На дворе 1929 год. Голод. Нужда. Чтобы хоть как-нибудь поправить материальное положение семьи, мама устраивается на работу. Она получает должность завмага в магазине, что находился на той же территории, где работал парикмахером мой отец – Эфраим Маллаев.

МАТЬ ПОЭТА

Увидев красивую женщину, которая была современнее и, надо сказать, намного опрятнее своих сверстниц; скромно, но вместе с тем, со вкусом одетую, на каблучках (в то время, когда все ходили в калошах), с необыкновенно красивыми вьющимися волосами – он влюбился, да так, что казалось потерял голову. Все стали замечать, что с Эфраимом происходит что-то неладное. Он перестал есть, лишился сна, не общался с друзьми, ушёл, как говорится, “в себя”, ходил печальный, задумчивый и раздражённый.

Однажды вечером, буквально перед закрытием магазина, папа осмелился подойти к маме и … признался ей в любви.

“Ужас! Позор! Каттакурган – такой маленький городок, тем более махалля, где все друг друга знают, где молва и сплетни распространяются молниеносно. Боже! Что позволяет себе этот безумец?!” Страх охватил её настолько, что у неё перехватило дыхание. “Выгнать? Нет, нет … услышат … разнесут, кругом люди… Промолчать? Но я не желаю слушать его дальше!”

Мысли путались в её голове – “Она так сильно любит Моше, который за это время стал ей братом, отцом, другом, мужем, и она не хочет, чтобы безрассудные слова этого человека отразились на его чувствах…”. Мысли о родном человеке вселили в неё уверенность.

– Вы сошли с ума! – сказала она дрожащим голосом, – Вы же прекрасно знаете, что я замужняя женщина, зачем Вы позорите меня? Никогда, слышите, никогда больше не смейте говорить мне об этом! Уходите немедленно!

Но папа не унимался.

Он понимал, что ему без этой женщины нет жизни – она везде и повсюду перед его глазами. Он постоянно хочет видеть её, слышать её голос, смотреть ей в глаза… Он даже ревностно относиться к тому, что не он – Эфраим, а этот “ослинный тюфяк” встречает её после работы.

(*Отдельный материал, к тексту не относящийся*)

// airsync - Incremental air quality data sync
// Copyright (c) 2025 airsync Contributors
// Licensed under the MIT License

//! # airsync - incremental air quality data sync
//!
//! airsync pulls monitoring locations and measurements from the OpenAQ API
//! and writes them into a relational store. Each run resumes from the latest
//! stored observation, so it can be scheduled from cron and re-run at any
//! time without duplicating data.
//!
//! ## Architecture
//!
//! - [`cli`] - Command-line interface and argument parsing
//! - [`core`] - Normalization, watermarks, sync orchestration and alerts
//! - [`adapters`] - External integrations (OpenAQ API, PostgreSQL, in-memory store)
//! - [`domain`] - Natural-key identifiers, records and errors
//! - [`config`] - Configuration loading and validation
//! - [`logging`] - Structured logging
//!
//! ## Quick Start
//!
//! ```rust,no_run
//! use airsync::adapters::database::create_store;
//! use airsync::adapters::openaq::OpenAqClient;
//! use airsync::config::load_config;
//! use airsync::core::sync::{SyncCoordinator, SyncOptions};
//! use std::sync::Arc;
//!
//! #[tokio::main]
//! async fn main() -> Result<(), Box<dyn std::error::Error>> {
//!     let config = load_config("airsync.toml")?;
//!     let store = create_store(&config)?;
//!     store.test_connection().await?;
//!     store.ensure_schema().await?;
//!
//!     let source = Arc::new(OpenAqClient::new(&config.source)?);
//!     let (_shutdown_tx, shutdown_rx) = tokio::sync::watch::channel(false);
//!     let options = SyncOptions::from_config(&config);
//!     let summary = SyncCoordinator::new(source, store, options, shutdown_rx)
//!         .run()
//!         .await;
//!
//!     println!("{}", summary.summary_line());
//!     Ok(())
//! }
//! ```
//!
//! ## Incremental Sync
//!
//! No cursor is persisted. The watermark is the latest `observed_at` stored
//! for the stream, and the next run requests measurements from that instant
//! on. Records at the watermark itself come back as duplicates and are
//! ignored by the store's unique key.
//!
//! ## Error Handling
//!
//! Library functions return [`domain::Result`], built on
//! [`domain::AirSyncError`]. Fetch failures are classified as transient
//! (retried) or fatal (the run fails); the CLI maps outcomes to exit codes.

pub mod adapters;
pub mod cli;
pub mod config;
pub mod core;
pub mod domain;
pub mod logging;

“Да кто он передо мной? – оправдывал он свой поступок в мыслях, –

Я намного интереснее и красивее этого убогого нищего. Не пойму, что могла Лиза найти в нём? Нет, нет, я не отступлюсь. Или она, или же…” Мысль прервалась. Никого не мог, да и не хотел он больше представлять себе на её месте. – “Всех к чёрту! Только она…”.

От безысходности и отчаянья папа посылает в лавку к моей маме всех, кто бы смог повлиять на её мнение. Манаше-амак (брат моего отца) был первым. По своей натуре застенчивый, кроткий, а по характеру намного спокойнее своего старшего брата, он приходил в магазин, и, не зная, с чего начать разговор, вежливо и очень стеснительно спрашивал:

– Ой-ҳолла, нумбери нечи?

Таким образом как бы интересуясь размерами вещей, о которых не имел никакого представления и которые, в принципе, ему и вовсе-то не были нужны. А нужен был повод. Ведь старший брат не давал покоя другим членам семьи и ждал от него весточку. Но любая информация казалась моему отцу недостаточной и он, буквально на следующий день, вынуждал, просил, умолял пойти к Лизе (так стали с годами называть мою маму) ещё раз, чтобы сказали, узнали, добились, объяснили и, в конце концов, помогли ему! Таким образом, Манаше-амак околачивался в магазине моей мамы постоянно. В конечном итоге интересуясь французскими кружевами – дорогими и абсолютно непригодными в быту бухарских евреев. Собираясь купить метров 50-60, якобы, чтобы обшить края простыней и наволочек, он оставлял за собой возможность появиться в лавке ещё раз.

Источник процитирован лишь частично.